:: EXTRACTED MATERIAL

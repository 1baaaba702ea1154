//! Transaction trait.
//!
//! A store runs at most one explicit transaction at a time. Writes issued
//! while it is open join it through a savepoint and become durable on commit.

use crate::error::StorageResult;

/// Explicit transaction control.
pub trait TransactionProvider {
    /// Starts a transaction.
    ///
    /// # Errors
    ///
    /// Fails with
    /// [`TransactionError::NestedNotSupported`](crate::error::TransactionError::NestedNotSupported)
    /// if one is already active.
    fn begin_transaction(&self) -> StorageResult<()>;

    /// Commits the active transaction.
    fn commit_transaction(&self) -> StorageResult<()>;

    /// Rolls back the active transaction.
    fn rollback_transaction(&self) -> StorageResult<()>;

    /// Returns true while a transaction is open.
    fn is_transaction_active(&self) -> bool;

    /// Runs `f` inside a transaction, committing on `Ok` and rolling back on
    /// `Err`.
    fn in_transaction<T, F>(&self, f: F) -> StorageResult<T>
    where
        Self: Sized,
        F: FnOnce(&Self) -> StorageResult<T>,
    {
        self.begin_transaction()?;
        match f(self) {
            Ok(value) => {
                self.commit_transaction()?;
                Ok(value)
            }
            Err(err) => {
                if let Err(rollback_err) = self.rollback_transaction() {
                    tracing::warn!("rollback after failed transaction body failed: {}", rollback_err);
                }
                Err(err)
            }
        }
    }
}
//! Attribute path encoding.
//!
//! An attribute path is the dot-joined list of segments leading from the
//! record root to a value. Mapping keys are escaped so that `.` and `\`
//! inside a key never split it; sequence positions are plain decimal
//! segments.

use std::cmp::Ordering;

/// Separator between path segments.
pub const SEPARATOR: char = '.';

const ESCAPE: char = '\\';

/// Escapes a mapping key for use as a single path segment.
pub fn escape_segment(key: &str) -> String {
    let mut out = String::with_capacity(key.len());
    for c in key.chars() {
        if c == SEPARATOR || c == ESCAPE {
            out.push(ESCAPE);
        }
        out.push(c);
    }
    out
}

/// Appends an already escaped segment to a path.
///
/// The separator is always written, so the child of the empty-key path `""`
/// is `".a"`, never `"a"`. Root-level paths are just the escaped key.
pub fn join(parent: &str, segment: &str) -> String {
    let mut path = String::with_capacity(parent.len() + segment.len() + 1);
    path.push_str(parent);
    path.push(SEPARATOR);
    path.push_str(segment);
    path
}

/// Builds a path from unescaped segments.
pub fn from_segments<S: AsRef<str>>(segments: &[S]) -> String {
    segments
        .iter()
        .map(|s| escape_segment(s.as_ref()))
        .collect::<Vec<_>>()
        .join(".")
}

/// Splits a path into unescaped segments.
///
/// A path always has at least one segment; the empty path is the single
/// empty segment.
pub fn split_path(path: &str) -> Vec<String> {
    let mut segments = Vec::new();
    let mut current = String::new();
    let mut chars = path.chars();
    while let Some(c) = chars.next() {
        match c {
            ESCAPE => match chars.next() {
                Some(next) => current.push(next),
                // A dangling escape keeps its backslash.
                None => current.push(ESCAPE),
            },
            SEPARATOR => segments.push(std::mem::take(&mut current)),
            other => current.push(other),
        }
    }
    segments.push(current);
    segments
}

/// Parses a segment as a sequence index.
///
/// Only canonical decimal forms are accepted: `"0"`, `"7"`, `"12"`, never
/// `"07"` or `"+1"`.
pub fn parse_index(segment: &str) -> Option<usize> {
    if segment.is_empty() || !segment.bytes().all(|b| b.is_ascii_digit()) {
        return None;
    }
    if segment.len() > 1 && segment.starts_with('0') {
        return None;
    }
    segment.parse().ok()
}

/// Compares two unescaped segments, numerically when both are numeric.
pub fn compare_segments(a: &str, b: &str) -> Ordering {
    let numeric = |s: &str| !s.is_empty() && s.bytes().all(|b| b.is_ascii_digit());
    if numeric(a) && numeric(b) {
        let a = a.trim_start_matches('0');
        let b = b.trim_start_matches('0');
        a.len().cmp(&b.len()).then_with(|| a.cmp(b))
    } else {
        a.cmp(b)
    }
}

/// Segment-aware path ordering.
///
/// Parents sort before their children and `items.2` sorts before
/// `items.10`.
pub fn compare_paths(a: &str, b: &str) -> Ordering {
    let a = split_path(a);
    let b = split_path(b);
    for (x, y) in a.iter().zip(b.iter()) {
        match compare_segments(x, y) {
            Ordering::Equal => continue,
            other => return other,
        }
    }
    a.len().cmp(&b.len())
}
//! Query result types.
//!
//! Results are built once per query and never mutated afterwards.

use std::collections::BTreeMap;
use std::path::Path;

use serde_json::json;

use crate::error::{DocumentError, StorageResult};

use super::stored_document::StoredDocument;
use super::value::{record_to_json, Record};

/// Documents returned by a search, in result order.
///
/// Result order is the requested sort order when [`DocumentSet::is_sorted`]
/// is true, and ascending key order otherwise.
#[derive(Debug, Default)]
pub struct DocumentSet {
    entries: Vec<StoredDocument>,
    sorted: bool,
    failures: Vec<DocumentError>,
}

impl DocumentSet {
    /// Creates a result set.
    pub fn new(entries: Vec<StoredDocument>, sorted: bool) -> Self {
        Self {
            entries,
            sorted,
            failures: Vec::new(),
        }
    }

    /// Attaches keys that matched but could not be rebuilt.
    pub fn with_failures(mut self, failures: Vec<DocumentError>) -> Self {
        self.failures = failures;
        self
    }

    /// Returns the document stored under `key`.
    pub fn get(&self, key: &str) -> Option<&StoredDocument> {
        self.entries.iter().find(|doc| doc.key() == key)
    }

    /// Returns the record stored under `key`.
    pub fn record(&self, key: &str) -> Option<&Record> {
        self.get(key).map(StoredDocument::record)
    }

    /// Returns true if `key` is part of the result.
    pub fn contains_key(&self, key: &str) -> bool {
        self.get(key).is_some()
    }

    /// Keys in result order.
    pub fn keys(&self) -> Vec<&str> {
        self.entries.iter().map(StoredDocument::key).collect()
    }

    /// Iterates documents in result order.
    pub fn iter(&self) -> std::slice::Iter<'_, StoredDocument> {
        self.entries.iter()
    }

    /// Number of documents.
    pub fn len(&self) -> usize {
        self.entries.len()
    }

    /// Returns true if nothing matched.
    pub fn is_empty(&self) -> bool {
        self.entries.is_empty()
    }

    /// Returns true if the order reflects caller-supplied sort descriptors.
    pub fn is_sorted(&self) -> bool {
        self.sorted
    }

    /// Keys that matched but whose stored rows are inconsistent.
    pub fn failures(&self) -> &[DocumentError] {
        &self.failures
    }

    /// Consumes the set, returning documents in result order.
    pub fn into_documents(self) -> Vec<StoredDocument> {
        self.entries
    }

    /// Consumes the set, returning a key to record map.
    pub fn into_map(self) -> BTreeMap<String, Record> {
        self.entries
            .into_iter()
            .map(|doc| (doc.key().to_string(), doc.into_record()))
            .collect()
    }

    /// Describes the set as a JSON array of `{key, class_name, record}`.
    pub fn to_json(&self) -> serde_json::Value {
        self.entries
            .iter()
            .map(|doc| {
                json!({
                    "key": doc.key(),
                    "class_name": doc.class_name(),
                    "record": record_to_json(doc.record()),
                })
            })
            .collect()
    }
}

impl IntoIterator for DocumentSet {
    type Item = StoredDocument;
    type IntoIter = std::vec::IntoIter<StoredDocument>;

    fn into_iter(self) -> Self::IntoIter {
        self.entries.into_iter()
    }
}

impl<'a> IntoIterator for &'a DocumentSet {
    type Item = &'a StoredDocument;
    type IntoIter = std::slice::Iter<'a, StoredDocument>;

    fn into_iter(self) -> Self::IntoIter {
        self.entries.iter()
    }
}

/// The result of a search, shaped by the requested [`ReturnShape`](super::ReturnShape).
#[derive(Debug)]
pub enum SearchResults {
    /// Documents with their records.
    Documents(DocumentSet),
    /// Ordered keys.
    Keys(Vec<String>),
}

impl SearchResults {
    /// Number of results.
    pub fn len(&self) -> usize {
        match self {
            SearchResults::Documents(set) => set.len(),
            SearchResults::Keys(keys) => keys.len(),
        }
    }

    /// Returns true if nothing matched.
    pub fn is_empty(&self) -> bool {
        self.len() == 0
    }

    /// Keys in result order, for either shape.
    pub fn keys(&self) -> Vec<&str> {
        match self {
            SearchResults::Documents(set) => set.keys(),
            SearchResults::Keys(keys) => keys.iter().map(String::as_str).collect(),
        }
    }

    /// Returns the documents if this is a records result.
    pub fn documents(&self) -> Option<&DocumentSet> {
        match self {
            SearchResults::Documents(set) => Some(set),
            SearchResults::Keys(_) => None,
        }
    }

    /// Consumes the result, returning documents if this is a records result.
    pub fn into_documents(self) -> Option<DocumentSet> {
        match self {
            SearchResults::Documents(set) => Some(set),
            SearchResults::Keys(_) => None,
        }
    }

    /// Consumes the result, returning the ordered keys for either shape.
    pub fn into_keys(self) -> Vec<String> {
        match self {
            SearchResults::Documents(set) => set
                .into_iter()
                .map(|doc| doc.key().to_string())
                .collect(),
            SearchResults::Keys(keys) => keys,
        }
    }
}

/// Rows returned by a raw SQL statement.
///
/// Every cell is rendered as text: integers and reals in their SQLite text
/// form, blobs as base64, NULL as `None`.
#[derive(Debug, Clone, Default, PartialEq, Eq)]
pub struct RawResult {
    columns: Vec<String>,
    rows: Vec<Vec<Option<String>>>,
}

impl RawResult {
    /// Creates a raw result.
    pub fn new(columns: Vec<String>, rows: Vec<Vec<Option<String>>>) -> Self {
        Self { columns, rows }
    }

    /// Column names in statement order.
    pub fn columns(&self) -> &[String] {
        &self.columns
    }

    /// All rows.
    pub fn rows(&self) -> &[Vec<Option<String>>] {
        &self.rows
    }

    /// Number of rows.
    pub fn row_count(&self) -> usize {
        self.rows.len()
    }

    /// Returns true if the statement produced no rows.
    pub fn is_empty(&self) -> bool {
        self.rows.is_empty()
    }

    /// The first column of the first row.
    pub fn first_value(&self) -> Option<&str> {
        self.rows.first()?.first()?.as_deref()
    }

    /// The value of `column` in row `row`.
    pub fn value_at(&self, row: usize, column: &str) -> Option<&str> {
        let index = self.column_index(column)?;
        self.rows.get(row)?.get(index)?.as_deref()
    }

    /// Every value of `column`, or `None` if the column does not exist.
    pub fn values_for_column(&self, column: &str) -> Option<Vec<Option<&str>>> {
        let index = self.column_index(column)?;
        Some(
            self.rows
                .iter()
                .map(|row| row.get(index).and_then(|v| v.as_deref()))
                .collect(),
        )
    }

    fn column_index(&self, column: &str) -> Option<usize> {
        self.columns.iter().position(|c| c == column)
    }

    /// Describes the result as JSON: `{"columns": [...], "rows": [[...]]}`.
    pub fn to_json(&self) -> serde_json::Value {
        json!({ "columns": self.columns, "rows": self.rows })
    }

    /// Writes the JSON description to a file.
    pub fn write_to<P: AsRef<Path>>(&self, path: P) -> StorageResult<()> {
        let bytes = serde_json::to_vec_pretty(&self.to_json())?;
        std::fs::write(path, bytes)?;
        Ok(())
    }
}
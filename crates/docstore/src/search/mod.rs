//! Backend-independent search support.
//!
//! - [`DatatypeRegistry`] - Cache of the datatypes observed per attribute
//! - [`sort`] - Host-side sorting and pagination of materialized documents

mod registry;
pub mod sort;

pub use registry::DatatypeRegistry;
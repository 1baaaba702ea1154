//! Database backend implementations.
//!
//! | Backend | Description |
//! |---------|-------------|
//! | SQLite | Embedded single-file or in-memory store |
//!
//! # Example
//!
//! ```no_run
//! use helios_docstore::backends::sqlite::SqliteDocumentStore;
//!
//! # fn main() -> Result<(), Box<dyn std::error::Error>> {
//! // In-memory store
//! let store = SqliteDocumentStore::in_memory()?;
//!
//! // Or a file-based store
//! let store = SqliteDocumentStore::open("./data/documents.db")?;
//! # Ok(())
//! # }
//! ```

pub mod sqlite;
//! Row-level writes of documents.
//!
//! These functions expect to run inside a write scope and never commit on
//! their own.

use chrono::{DateTime, Utc};
use rusqlite::{params, Connection, OptionalExtension};

use crate::document::codec::{format_date, to_canonical};
use crate::document::{flatten, Datatype, StoredValue};
use crate::error::{DocumentError, StorageResult};
use crate::types::Record;

/// Replaces every row stored under `key` with the rows of `record`.
///
/// A key that already exists keeps its original creation time. Returns the
/// `(attribute, datatype)` pairs of the stored leaves.
pub(crate) fn write_document(
    conn: &Connection,
    key: &str,
    class_name: &str,
    created_at: DateTime<Utc>,
    record: &Record,
) -> StorageResult<Vec<(String, Datatype)>> {
    if key.is_empty() {
        return Err(DocumentError::InvalidKey {
            message: "document keys must not be empty".to_string(),
        }
        .into());
    }

    let triples = flatten(record)?;
    let snapshot = to_canonical(record)?;

    let existing_created_at: Option<String> = conn
        .query_row(
            "SELECT created_at FROM doc_keys WHERE doc_key = ?1",
            [key],
            |row| row.get(0),
        )
        .optional()?;
    let created_at = existing_created_at.unwrap_or_else(|| format_date(&created_at));

    conn.execute("DELETE FROM doc_values WHERE doc_key = ?1", [key])?;
    conn.execute("DELETE FROM doc_keys WHERE doc_key = ?1", [key])?;

    conn.execute(
        "INSERT INTO doc_keys (doc_key, snapshot, class_name, created_at) VALUES (?1, ?2, ?3, ?4)",
        params![key, snapshot, class_name, created_at],
    )?;

    let mut insert_value = conn.prepare_cached(
        "INSERT INTO doc_values (doc_key, attribute, value, datatype) VALUES (?1, ?2, ?3, ?4)",
    )?;
    let mut register = conn.prepare_cached(
        "INSERT OR IGNORE INTO attribute_datatypes (attribute, datatype) VALUES (?1, ?2)",
    )?;

    let mut registered = Vec::new();
    for triple in triples {
        let datatype = triple.datatype.as_str();
        match &triple.value {
            StoredValue::Text(text) => {
                insert_value.execute(params![key, triple.attribute, text, datatype])?
            }
            StoredValue::Blob(bytes) => {
                insert_value.execute(params![key, triple.attribute, bytes, datatype])?
            }
        };

        if !triple.datatype.is_marker() {
            register.execute(params![triple.attribute, datatype])?;
            registered.push((triple.attribute, triple.datatype));
        }
    }

    Ok(registered)
}

/// Deletes the given keys and returns how many existed.
pub(crate) fn delete_documents(conn: &Connection, keys: &[&str]) -> StorageResult<usize> {
    let mut delete_values = conn.prepare_cached("DELETE FROM doc_values WHERE doc_key = ?1")?;
    let mut delete_key = conn.prepare_cached("DELETE FROM doc_keys WHERE doc_key = ?1")?;

    let mut removed = 0;
    for key in keys {
        delete_values.execute([key])?;
        removed += delete_key.execute([key])?;
    }
    Ok(removed)
}

#[cfg(test)]
mod tests {
    use super::*;
    use crate::backends::sqlite::schema::initialize_schema;
    use crate::types::{record_from_json, Value};
    use serde_json::json;

    fn setup() -> Connection {
        let conn = Connection::open_in_memory().unwrap();
        initialize_schema(&conn).unwrap();
        conn
    }

    fn value_rows(conn: &Connection, key: &str) -> i64 {
        conn.query_row(
            "SELECT COUNT(*) FROM doc_values WHERE doc_key = ?1",
            [key],
            |row| row.get(0),
        )
        .unwrap()
    }

    #[test]
    fn test_write_document_rows() {
        let conn = setup();
        let record = record_from_json(json!({
            "Name": "Ann",
            "Tags": ["a", "b"]
        }))
        .unwrap();

        let registered = write_document(&conn, "k1", "Dictionary", Utc::now(), &record).unwrap();

        // Name, Tags marker, Tags.0, Tags.1
        assert_eq!(value_rows(&conn, "k1"), 4);
        assert_eq!(registered.len(), 3);
        assert!(registered.contains(&("Name".to_string(), Datatype::Text)));
    }

    #[test]
    fn test_rewrite_replaces_rows_and_keeps_created_at() {
        let conn = setup();
        let first = record_from_json(json!({"a": 1, "b": 2, "c": 3})).unwrap();
        let earlier = Utc::now() - chrono::Duration::days(3);
        write_document(&conn, "k1", "Dictionary", earlier, &first).unwrap();

        let mut second = Record::new();
        second.insert("a".to_string(), Value::from("one"));
        write_document(&conn, "k1", "Person", Utc::now(), &second).unwrap();

        assert_eq!(value_rows(&conn, "k1"), 1);
        let (class_name, created_at): (String, String) = conn
            .query_row(
                "SELECT class_name, created_at FROM doc_keys WHERE doc_key = 'k1'",
                [],
                |row| Ok((row.get(0)?, row.get(1)?)),
            )
            .unwrap();
        assert_eq!(class_name, "Person");
        assert_eq!(created_at, format_date(&earlier));
    }

    #[test]
    fn test_blob_is_stored_as_blob() {
        let conn = setup();
        let mut record = Record::new();
        record.insert("Data".to_string(), Value::blob(vec![0u8, 1, 2]));
        write_document(&conn, "k1", "Dictionary", Utc::now(), &record).unwrap();

        let storage_class: String = conn
            .query_row("SELECT typeof(value) FROM doc_values", [], |row| row.get(0))
            .unwrap();
        assert_eq!(storage_class, "blob");
    }

    #[test]
    fn test_empty_key_is_rejected() {
        let conn = setup();
        let err = write_document(&conn, "", "Dictionary", Utc::now(), &Record::new()).unwrap_err();
        assert!(matches!(
            err,
            crate::error::StorageError::Document(DocumentError::InvalidKey { .. })
        ));
    }

    #[test]
    fn test_delete_documents_counts_existing() {
        let conn = setup();
        let record = record_from_json(json!({"a": 1})).unwrap();
        write_document(&conn, "k1", "Dictionary", Utc::now(), &record).unwrap();
        write_document(&conn, "k2", "Dictionary", Utc::now(), &record).unwrap();

        assert_eq!(delete_documents(&conn, &["k1", "missing"]).unwrap(), 1);
        assert_eq!(value_rows(&conn, "k1"), 0);
        assert_eq!(value_rows(&conn, "k2"), 1);
    }
}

::::

__WHAT IS BEING ASKED__
Could you copy out every line in the material above that contains the string "columns"?

__ANSWER TO THIS TASK__
    columns: Vec<String>,
    pub fn new(columns: Vec<String>, rows: Vec<Vec<Option<String>>>) -> Self {
        Self { columns, rows }
    pub fn columns(&self) -> &[String] {
        &self.columns
        self.columns.iter().position(|c| c == column)
    /// Describes the result as JSON: `{"columns": [...], "rows": [[...]]}`.
        json!({ "columns": self.columns, "rows": self.rows })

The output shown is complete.